Pussy Riot: A Punk Prayer

The documentary Pussy Riot: A Punk Prayer, currently being shown on HBO GO, provides a fascinating look behind the scenes at the feminist musical protestors who made international headlines last year. It tells the story of Nadezhda Tolokonnikova (Nadia), Maria Alyokhina (Masha) and Yekaterina Samutsevich (Katia), the three young members of the Russian punk rock group Pussy Riot, who were arrested in February 2012 following their short protest at Moscow’s Christ the Saviour Russian Orthodox Church.

Directors Mike Lerner and Maxim Pozdorovkin are obviously pro-Pussy Riot, with their unflattering portrayal of the Russian Orthodox “Carriers of the Cross,” who resemble Hell’s Angels and casually refer to Nadia as a “demon” who would have been hanged in the “good old days.”

The choice to include this motley bunch of worshippers is interesting, as it highlights the swinging pendulum that is Russian religion: from being banned in the Soviet Union days to its union with the State today. At least, that is what the members of Pussy Riot believe is happening.

The film strips the Pussy Riot performance down to what it really was: not just a media ploy, not some attempt to Westernize Russia, but a feminist protest against the union of Church and State and against the repression of women’s voices. These women are artists, using performance as a way to project their feminist message.

Their actual “offending” performance was a quick and amateurish mess. It was a poorly organized and naïve display by the young women, making the punishments placed upon them—two years in intensive labor camps—appear even harsher by comparison. Out of this, the directors are able to show the growing maturity of the women’s court statements as their “show trial” cage inevitably provides them an international platform on which to express their views.

Heartstrings are predictably tugged as the film delves into the childhoods of Nadia, Maria and Katia. Their parents are interviewed, expressing their conflicting feelings of support for their daughters alongside their own feelings about the regime. It’s old era vs new, something that Russia is particularly conscious of, and it highlights how these women should have the right to express beliefs about the modern age—beliefs that are not to bring down Russia, but to encourage Russia to be the best that it can be. Pussy Riot are idealists at heart.

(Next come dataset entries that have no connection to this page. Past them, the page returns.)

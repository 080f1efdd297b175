//! Clip library: discovery of Steam game recordings on disk.
//!
//! Steam stores each recording as a directory of fragmented MP4 pieces: one
//! init segment plus numbered data chunks per stream, described by a
//! `session.mpd` manifest. This module walks recordings roots and turns
//! every playable recording into an immutable [`ClipJob`] ready for export.

pub mod clip;
pub mod locator;
pub mod names;

use std::path::PathBuf;

pub use clip::{ClipJob, ClipKind};
pub use locator::{ClipLocator, ScanOutcome};
pub use names::AppNames;

/// Errors from clip discovery and job construction.
#[derive(Debug, thiserror::Error)]
pub enum LibraryError {
    #[error("Recordings root not found: {path}")]
    RootNotFound { path: PathBuf },

    #[error("Invalid clip layout at {path}: {reason}")]
    InvalidLayout { path: PathBuf, reason: String },

    #[error("Failed to read app names file {path}: {reason}")]
    NamesFile { path: PathBuf, reason: String },

    #[error("I/O error: {0}")]
    Io(#[from] std::io::Error),
}
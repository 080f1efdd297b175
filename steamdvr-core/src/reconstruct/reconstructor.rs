//! Assembly of one clip into its final MP4.

use std::path::{Path, PathBuf};
use std::sync::Arc;

use tokio::io::AsyncWriteExt;
use tokio::sync::watch;

use super::ffmpeg::Ffmpeg;
use super::{FailReason, JobResult, Phase, ReconstructError};
use crate::encoder::EncodingMode;
use crate::library::ClipJob;

/// Reconstructs single clips: concatenate segments, then mux.
///
/// One instance is shared by all scheduler workers; reconstruction itself
/// holds no state between jobs.
pub struct SegmentReconstructor {
    ffmpeg: Arc<dyn Ffmpeg>,
    temp_dir: PathBuf,
}

impl SegmentReconstructor {
    /// Create a reconstructor writing transient streams under `temp_dir`.
    pub fn new(ffmpeg: Arc<dyn Ffmpeg>, temp_dir: PathBuf) -> Self {
        Self { ffmpeg, temp_dir }
    }

    /// Reconstruct one job into `output_path`.
    ///
    /// Never panics a worker: every failure is folded into the returned
    /// [`JobResult`]. Transient combined-stream files are removed on every
    /// exit path; a partial output file is removed on failure and
    /// cancellation.
    pub async fn reconstruct(
        &self,
        job: &ClipJob,
        mode: EncodingMode,
        output_path: &Path,
        mut cancel: watch::Receiver<bool>,
        on_phase: &(dyn Fn(Phase) + Send + Sync),
    ) -> JobResult {
        if *cancel.borrow() {
            return JobResult::Cancelled;
        }

        on_phase(Phase::Extracting);
        if let Err(e) = job.validate() {
            return JobResult::Failed {
                reason: FailReason::InvalidLayout(e.to_string()),
            };
        }

        // The guard removes the combined streams on drop, covering success,
        // failure and cancellation alike.
        let streams = match TempStreams::create(&self.temp_dir, output_path) {
            Ok(streams) => streams,
            Err(e) => {
                return JobResult::Failed {
                    reason: FailReason::EncodeError(format!(
                        "failed to create transient stream files: {e}"
                    )),
                };
            }
        };

        on_phase(Phase::Concatenating);
        let concatenated = async {
            concat_stream(&job.init_video_segment, &job.video_chunks, &streams.video).await?;
            concat_stream(&job.init_audio_segment, &job.audio_chunks, &streams.audio).await
        }
        .await;
        if let Err(e) = concatenated {
            return JobResult::Failed {
                reason: FailReason::EncodeError(format!("stream concatenation failed: {e}")),
            };
        }

        if *cancel.borrow() {
            return JobResult::Cancelled;
        }

        on_phase(Phase::Encoding);
        match self
            .ffmpeg
            .mux(&streams.video, &streams.audio, output_path, mode, &mut cancel)
            .await
        {
            Ok(()) => {}
            Err(ReconstructError::Cancelled) => {
                remove_partial(output_path).await;
                return JobResult::Cancelled;
            }
            Err(e) => {
                remove_partial(output_path).await;
                return JobResult::Failed {
                    reason: FailReason::EncodeError(e.to_string()),
                };
            }
        }

        // Cancellation that fired during the mux but after the subprocess
        // exited still wins over success.
        if *cancel.borrow() {
            remove_partial(output_path).await;
            return JobResult::Cancelled;
        }

        match tokio::fs::metadata(output_path).await {
            Ok(metadata) => JobResult::Success {
                output_path: output_path.to_path_buf(),
                output_size_bytes: metadata.len(),
            },
            Err(e) => JobResult::Failed {
                reason: FailReason::EncodeError(format!("output file missing after mux: {e}")),
            },
        }
    }
}

/// Byte-concatenate an init segment and its ordered chunks into `dest`.
///
/// Ordering is load-bearing: writing chunks out of sequence produces a
/// corrupt or desynchronized stream. Gaps in the numbering are written
/// through as-is, yielding a shorter clip rather than a failure.
async fn concat_stream(
    init: &Path,
    chunks: &[PathBuf],
    dest: &Path,
) -> Result<(), ReconstructError> {
    let mut out = tokio::fs::File::create(dest).await?;
    for part in std::iter::once(init).chain(chunks.iter().map(PathBuf::as_path)) {
        let mut src = tokio::fs::File::open(part).await?;
        tokio::io::copy(&mut src, &mut out).await?;
    }
    out.flush().await?;
    Ok(())
}

async fn remove_partial(output_path: &Path) {
    if let Err(e) = tokio::fs::remove_file(output_path).await
        && e.kind() != std::io::ErrorKind::NotFound
    {
        tracing::warn!(
            "Failed to remove partial output {}: {e}",
            output_path.display()
        );
    }
}

/// Transient combined-stream files, removed unconditionally on drop.
struct TempStreams {
    video: PathBuf,
    audio: PathBuf,
}

impl TempStreams {
    fn create(temp_dir: &Path, output_path: &Path) -> std::io::Result<Self> {
        std::fs::create_dir_all(temp_dir)?;
        let stem = output_path
            .file_stem()
            .map(|s| s.to_string_lossy().into_owned())
            .unwrap_or_else(|| "clip".to_string());
        Ok(Self {
            video: temp_dir.join(format!("{stem}.video.m4s.tmp")),
            audio: temp_dir.join(format!("{stem}.audio.m4s.tmp")),
        })
    }
}

impl Drop for TempStreams {
    fn drop(&mut self) {
        for path in [&self.video, &self.audio] {
            if let Err(e) = std::fs::remove_file(path)
                && e.kind() != std::io::ErrorKind::NotFound
            {
                tracing::warn!("Failed to remove transient stream {}: {e}", path.display());
            }
        }
    }
}

#[cfg(test)]
mod tests {
    use std::fs;
    use std::sync::Mutex;

    use chrono::Local;

    use super::*;
    use crate::library::ClipKind;
    use crate::reconstruct::ffmpeg::SimulationFfmpeg;

    fn write_job(dir: &Path, video_chunks: &[&[u8]], audio_chunks: &[&[u8]]) -> ClipJob {
        fs::create_dir_all(dir).unwrap();
        let init_video = dir.join("init-stream0.m4s");
        let init_audio = dir.join("init-stream1.m4s");
        fs::write(&init_video, b"VINIT").unwrap();
        fs::write(&init_audio, b"AINIT").unwrap();

        let mut video = Vec::new();
        for (i, data) in video_chunks.iter().enumerate() {
            let path = dir.join(format!("chunk-stream0-{i}.m4s"));
            fs::write(&path, data).unwrap();
            video.push(path);
        }
        let mut audio = Vec::new();
        for (i, data) in audio_chunks.iter().enumerate() {
            let path = dir.join(format!("chunk-stream1-{i}.m4s"));
            fs::write(&path, data).unwrap();
            audio.push(path);
        }

        ClipJob {
            source_root: dir.to_path_buf(),
            application_id: "440".to_string(),
            display_name: "Team Fortress 2".to_string(),
            timestamp: Local::now(),
            kind: ClipKind::Manual,
            init_video_segment: init_video,
            init_audio_segment: init_audio,
            video_chunks: video,
            audio_chunks: audio,
            input_bytes: 0,
        }
    }

    fn no_phase() -> impl Fn(Phase) + Send + Sync {
        |_| {}
    }

    #[tokio::test]
    async fn fast_copy_writes_concatenated_output() {
        let tmp = tempfile::tempdir().unwrap();
        let job = write_job(&tmp.path().join("clip"), &[b"v1", b"v2"], &[b"a1"]);
        let output = tmp.path().join("out.mp4");

        let reconstructor = SegmentReconstructor::new(
            Arc::new(SimulationFfmpeg::new()),
            tmp.path().join("tmp"),
        );
        let (_tx, rx) = watch::channel(false);
        let result = reconstructor
            .reconstruct(&job, EncodingMode::FastCopy, &output, rx, &no_phase())
            .await;

        let JobResult::Success {
            output_size_bytes, ..
        } = result
        else {
            panic!("expected success, got {result:?}");
        };
        // VINIT v1 v2 + AINIT a1
        assert_eq!(output_size_bytes, 9 + 7);
        assert_eq!(fs::read(&output).unwrap(), b"VINITv1v2AINITa1");
    }

    #[tokio::test]
    async fn transient_streams_are_removed_on_success_and_failure() {
        let tmp = tempfile::tempdir().unwrap();
        let temp_dir = tmp.path().join("tmp");
        let job = write_job(&tmp.path().join("clip"), &[b"v"], &[b"a"]);

        let ok = SegmentReconstructor::new(Arc::new(SimulationFfmpeg::new()), temp_dir.clone());
        let (_tx, rx) = watch::channel(false);
        ok.reconstruct(
            &job,
            EncodingMode::FastCopy,
            &tmp.path().join("ok.mp4"),
            rx,
            &no_phase(),
        )
        .await;

        let failing = SegmentReconstructor::new(
            Arc::new(SimulationFfmpeg::new().failing("boom")),
            temp_dir.clone(),
        );
        let (_tx, rx) = watch::channel(false);
        let result = failing
            .reconstruct(
                &job,
                EncodingMode::FastCopy,
                &tmp.path().join("bad.mp4"),
                rx,
                &no_phase(),
            )
            .await;
        assert!(matches!(result, JobResult::Failed { .. }));

        let leftovers: Vec<_> = fs::read_dir(&temp_dir).unwrap().collect();
        assert!(leftovers.is_empty(), "transient files left: {leftovers:?}");
    }

    #[tokio::test]
    async fn invalid_layout_fails_before_any_subprocess() {
        let tmp = tempfile::tempdir().unwrap();
        let mut job = write_job(&tmp.path().join("clip"), &[b"v"], &[b"a"]);
        fs::remove_file(&job.init_audio_segment).unwrap();
        job.audio_chunks.clear();

        let ffmpeg = Arc::new(SimulationFfmpeg::new());
        let reconstructor = SegmentReconstructor::new(ffmpeg.clone(), tmp.path().join("tmp"));
        let (_tx, rx) = watch::channel(false);
        let result = reconstructor
            .reconstruct(
                &job,
                EncodingMode::FastCopy,
                &tmp.path().join("out.mp4"),
                rx,
                &no_phase(),
            )
            .await;

        assert!(matches!(
            result,
            JobResult::Failed {
                reason: FailReason::InvalidLayout(_)
            }
        ));
        assert_eq!(ffmpeg.invocations(), 0);
    }

    #[tokio::test]
    async fn cancellation_removes_partial_output() {
        let tmp = tempfile::tempdir().unwrap();
        let job = write_job(&tmp.path().join("clip"), &[b"v"], &[b"a"]);
        let output = tmp.path().join("out.mp4");

        let reconstructor = SegmentReconstructor::new(
            Arc::new(SimulationFfmpeg::new().with_delay(std::time::Duration::from_secs(60))),
            tmp.path().join("tmp"),
        );
        let (tx, rx) = watch::channel(false);

        let handle = {
            let job = job.clone();
            let output = output.clone();
            let reconstructor = Arc::new(reconstructor);
            tokio::spawn(async move {
                reconstructor
                    .reconstruct(&job, EncodingMode::FastCopy, &output, rx, &|_| {})
                    .await
            })
        };

        tokio::time::sleep(std::time::Duration::from_millis(50)).await;
        tx.send(true).unwrap();
        let result = handle.await.unwrap();

        assert!(result.is_cancelled());
        assert!(!output.exists());
    }

    #[tokio::test]
    async fn phases_are_reported_in_order() {
        let tmp = tempfile::tempdir().unwrap();
        let job = write_job(&tmp.path().join("clip"), &[b"v"], &[b"a"]);

        let phases = Mutex::new(Vec::new());
        let reconstructor = SegmentReconstructor::new(
            Arc::new(SimulationFfmpeg::new()),
            tmp.path().join("tmp"),
        );
        let (_tx, rx) = watch::channel(false);
        reconstructor
            .reconstruct(
                &job,
                EncodingMode::FastCopy,
                &tmp.path().join("out.mp4"),
                rx,
                &|phase| phases.lock().unwrap().push(phase),
            )
            .await;

        assert_eq!(
            *phases.lock().unwrap(),
            vec![Phase::Extracting, Phase::Concatenating, Phase::Encoding]
        );
    }
}
/// Build a job from one session directory of a clip folder.
async fn build_job(
    clip_dir: &Path,
    session_dir: &Path,
    kind: ClipKind,
    names: &AppNames,
) -> Result<ClipJob, LibraryError> {
    let folder_name = clip_dir
        .file_name()
        .and_then(|n| n.to_str())
        .unwrap_or_default();

    let application_id = folder_name
        .split('_')
        .nth(1)
        .filter(|id| !id.is_empty())
        .ok_or_else(|| LibraryError::InvalidLayout {
            path: clip_dir.to_path_buf(),
            reason: "folder name carries no application id".to_string(),
        })?
        .to_string();

    let timestamp = clip_timestamp(clip_dir, folder_name).await;

    let init_video_segment = session_dir.join(format!("init-stream{VIDEO_STREAM}.m4s"));
    let init_audio_segment = session_dir.join(format!("init-stream{AUDIO_STREAM}.m4s"));
    let video_chunks = collect_chunks(session_dir, VIDEO_STREAM).await?;
    let audio_chunks = collect_chunks(session_dir, AUDIO_STREAM).await?;

    let mut input_bytes = 0u64;
    for path in [&init_video_segment, &init_audio_segment]
        .into_iter()
        .chain(video_chunks.iter())
        .chain(audio_chunks.iter())
    {
        if let Ok(metadata) = tokio::fs::metadata(path).await {
            input_bytes += metadata.len();
        }
    }

    let job = ClipJob {
        source_root: clip_dir.to_path_buf(),
        display_name: names.resolve(&application_id),
        application_id,
        timestamp,
        kind,
        init_video_segment,
        init_audio_segment,
        video_chunks,
        audio_chunks,
        input_bytes,
    };
    job.validate()?;
    Ok(job)
}

/// Capture time: directory mtime, with the `YYYYMMDD_HHMMSS` folder-name
/// suffix as fallback when mtime is unreadable.
async fn clip_timestamp(clip_dir: &Path, folder_name: &str) -> DateTime<Local> {
    if let Ok(metadata) = tokio::fs::metadata(clip_dir).await
        && let Ok(modified) = metadata.modified()
    {
        return DateTime::<Local>::from(modified);
    }

    let parts: Vec<&str> = folder_name.split('_').collect();
    if parts.len() >= 3 {
        let raw = format!("{}{}", parts[parts.len() - 2], parts[parts.len() - 1]);
        if let Ok(naive) = NaiveDateTime::parse_from_str(&raw, "%Y%m%d%H%M%S")
            && let Some(local) = Local.from_local_datetime(&naive).earliest()
        {
            return local;
        }
    }

    tracing::warn!(
        "No usable timestamp for {}, falling back to now",
        clip_dir.display()
    );
    Local::now()
}
//! Application id to display name mapping.
//!
//! Name resolution is supplied by an external collaborator (the metadata
//! lookup is out of scope); this type is the interface boundary. A JSON
//! object file of `{"app_id": "Name"}` pairs can be loaded directly, and
//! unresolved ids fall back to the raw id string.

use std::collections::HashMap;
use std::path::Path;

use super::LibraryError;

/// Resolved application names, keyed by application id.
#[derive(Debug, Clone, Default)]
pub struct AppNames {
    map: HashMap<String, String>,
}

impl AppNames {
    /// Empty mapping: every id resolves to itself.
    pub fn empty() -> Self {
        Self::default()
    }

    /// Build from an existing id → name map.
    pub fn from_map(map: HashMap<String, String>) -> Self {
        Self { map }
    }

    /// Load a JSON object file of id → name pairs.
    ///
    /// # Errors
    ///
    /// - `LibraryError::NamesFile` - File unreadable or not a JSON object
    pub async fn load(path: &Path) -> Result<Self, LibraryError> {
        let raw = tokio::fs::read_to_string(path)
            .await
            .map_err(|e| LibraryError::NamesFile {
                path: path.to_path_buf(),
                reason: e.to_string(),
            })?;

        let map: HashMap<String, String> =
            serde_json::from_str(&raw).map_err(|e| LibraryError::NamesFile {
                path: path.to_path_buf(),
                reason: e.to_string(),
            })?;

        tracing::debug!("Loaded {} app name(s) from {}", map.len(), path.display());
        Ok(Self { map })
    }

    /// Display name for an application id, falling back to the id itself.
    pub fn resolve(&self, application_id: &str) -> String {
        self.map
            .get(application_id)
            .cloned()
            .unwrap_or_else(|| application_id.to_string())
    }
}
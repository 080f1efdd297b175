//! SteamDVR Core - Clip reconstruction and export pipeline
//!
//! This crate provides the building blocks for exporting Steam's m4s-chunked
//! game recordings to standard MP4 files: clip discovery, hardware encoder
//! detection, segment reconstruction, and the concurrent export scheduler.

pub mod config;
pub mod encoder;
pub mod export;
pub mod library;
pub mod reconstruct;
pub mod tracing_setup;

// Re-export main types for convenient access
pub use config::SteamDvrConfig;
pub use encoder::{EncoderError, EncodingMode};
pub use export::{ExportError, ExportHandle, ExportScheduler, Summary};
pub use library::{ClipJob, ClipLocator, LibraryError};
pub use reconstruct::{JobResult, ReconstructError, SegmentReconstructor};

/// Core errors that can bubble up from any SteamDVR subsystem.
///
/// High-level error types representing failures in core functionality.
#[derive(Debug, thiserror::Error)]
pub enum SteamDvrError {
    #[error("Library error: {0}")]
    Library(#[from] LibraryError),

    #[error("Encoder error: {0}")]
    Encoder(#[from] EncoderError),

    #[error("Export error: {0}")]
    Export(#[from] ExportError),

    #[error("Configuration error: {reason}")]
    Configuration { reason: String },

    #[error("I/O error: {0}")]
    Io(#[from] std::io::Error),
}

impl SteamDvrError {
    /// Returns a user-friendly error message suitable for display.
    pub fn user_message(&self) -> String {
        match self {
            SteamDvrError::Library(e) => match e {
                LibraryError::RootNotFound { path } => {
                    format!("Recordings directory not found: {}", path.display())
                }
                LibraryError::InvalidLayout { path, reason } => {
                    format!("Clip {} has an invalid layout: {reason}", path.display())
                }
                _ => "Clip library error occurred".to_string(),
            },
            SteamDvrError::Encoder(EncoderError::FfmpegMissing { .. }) => {
                "FFmpeg was not found. Install ffmpeg and make sure it is on PATH.".to_string()
            }
            SteamDvrError::Encoder(_) => "Encoder detection error occurred".to_string(),
            SteamDvrError::Export(e) => format!("Export failed: {e}"),
            SteamDvrError::Configuration { reason } => format!("Configuration error: {reason}"),
            SteamDvrError::Io(_) => "File system error occurred".to_string(),
        }
    }

    /// Checks if this error is due to user input validation.
    pub fn is_user_error(&self) -> bool {
        matches!(
            self,
            SteamDvrError::Configuration { .. }
                | SteamDvrError::Library(LibraryError::RootNotFound { .. })
        )
    }
}

pub type Result<T> = std::result::Result<T, SteamDvrError>;
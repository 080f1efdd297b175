//! Batch outcome accounting and post-export source deletion.

use std::collections::HashMap;
use std::path::PathBuf;

use serde::Serialize;

use crate::library::ClipJob;
use crate::reconstruct::JobResult;

/// Final accounting for one export batch.
#[derive(Debug, Clone, Default, Serialize)]
pub struct Summary {
    /// Jobs that produced a playable output file.
    pub succeeded: usize,
    /// Jobs that failed with a layout or encode error.
    pub failed: usize,
    /// Jobs cancelled before or during processing.
    pub cancelled: usize,
    /// Combined size of the source segments of succeeded jobs.
    pub total_bytes_before: u64,
    /// Combined size of the output files of succeeded jobs.
    pub total_bytes_after: u64,
    /// Non-fatal problems worth surfacing, in occurrence order.
    pub warnings: Vec<String>,
}

impl Summary {
    pub fn total(&self) -> usize {
        self.succeeded + self.failed + self.cancelled
    }

    /// True when every job succeeded and nothing was worth warning about.
    pub fn is_clean(&self) -> bool {
        self.failed == 0 && self.cancelled == 0 && self.warnings.is_empty()
    }
}

/// Delete the source directories of fully exported clips.
///
/// A clip directory may hold several recording sessions, each exported as
/// its own job. The directory is removed only when every job it produced
/// succeeded; a failed or cancelled sibling keeps the whole directory on
/// disk. Deletion failures are reported as warnings, never as errors.
pub(crate) async fn delete_exported_sources(finished: &[(ClipJob, JobResult)]) -> Vec<String> {
    let mut fully_succeeded: HashMap<PathBuf, bool> = HashMap::new();
    for (job, result) in finished {
        let entry = fully_succeeded
            .entry(job.source_root.clone())
            .or_insert(true);
        *entry &= result.is_success();
    }

    let mut warnings = Vec::new();
    let mut roots: Vec<_> = fully_succeeded
        .into_iter()
        .filter_map(|(root, ok)| ok.then_some(root))
        .collect();
    roots.sort();

    for root in roots {
        match tokio::fs::remove_dir_all(&root).await {
            Ok(()) => {
                tracing::info!("Deleted source clip directory {}", root.display());
            }
            Err(e) => {
                let warning = format!("Failed to delete source {}: {e}", root.display());
                tracing::warn!("{warning}");
                warnings.push(warning);
            }
        }
    }
    warnings
}

#[cfg(test)]
mod tests {
    use std::fs;
    use std::path::Path;

    use chrono::Local;

    use super::*;
    use crate::library::ClipKind;
    use crate::reconstruct::FailReason;

    fn job_for(root: &Path) -> ClipJob {
        ClipJob {
            source_root: root.to_path_buf(),
            application_id: "440".to_string(),
            display_name: "Team Fortress 2".to_string(),
            timestamp: Local::now(),
            kind: ClipKind::Manual,
            init_video_segment: root.join("init-stream0.m4s"),
            init_audio_segment: root.join("init-stream1.m4s"),
            video_chunks: Vec::new(),
            audio_chunks: Vec::new(),
            input_bytes: 0,
        }
    }

    fn success() -> JobResult {
        JobResult::Success {
            output_path: PathBuf::from("out.mp4"),
            output_size_bytes: 1,
        }
    }

    #[tokio::test]
    async fn deletes_only_fully_succeeded_roots() {
        let tmp = tempfile::tempdir().unwrap();
        let clean = tmp.path().join("clip_clean");
        let mixed = tmp.path().join("clip_mixed");
        fs::create_dir_all(&clean).unwrap();
        fs::create_dir_all(&mixed).unwrap();

        let finished = vec![
            (job_for(&clean), success()),
            (job_for(&mixed), success()),
            (
                job_for(&mixed),
                JobResult::Failed {
                    reason: FailReason::EncodeError("boom".to_string()),
                },
            ),
        ];

        let warnings = delete_exported_sources(&finished).await;
        assert!(warnings.is_empty());
        assert!(!clean.exists());
        assert!(mixed.exists());
    }

    #[tokio::test]
    async fn missing_root_becomes_warning() {
        let tmp = tempfile::tempdir().unwrap();
        let gone = tmp.path().join("never_created");

        let warnings = delete_exported_sources(&[(job_for(&gone), success())]).await;
        assert_eq!(warnings.len(), 1);
        assert!(warnings[0].contains("never_created"));
    }
}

The courts faced difficulties in coming up with a charge for the three women, eventually settling on “hooliganism motivated by religious hate”. Pussy Riot have been the guinea pigs for a system that unfairly punishes harmless protest. Russian lawmakers have further confirmed this by introducing a law against “offending religious feeling” in the wake of this case. At the moment it appears that the union of Church and State has triumphed.

Nevertheless, Pussy Riot supporters fight on and no doubt their ranks will be bolstered by this documentary. Let’s hope for a swift release for Nadia and Masha: mothers, feminists, fighters.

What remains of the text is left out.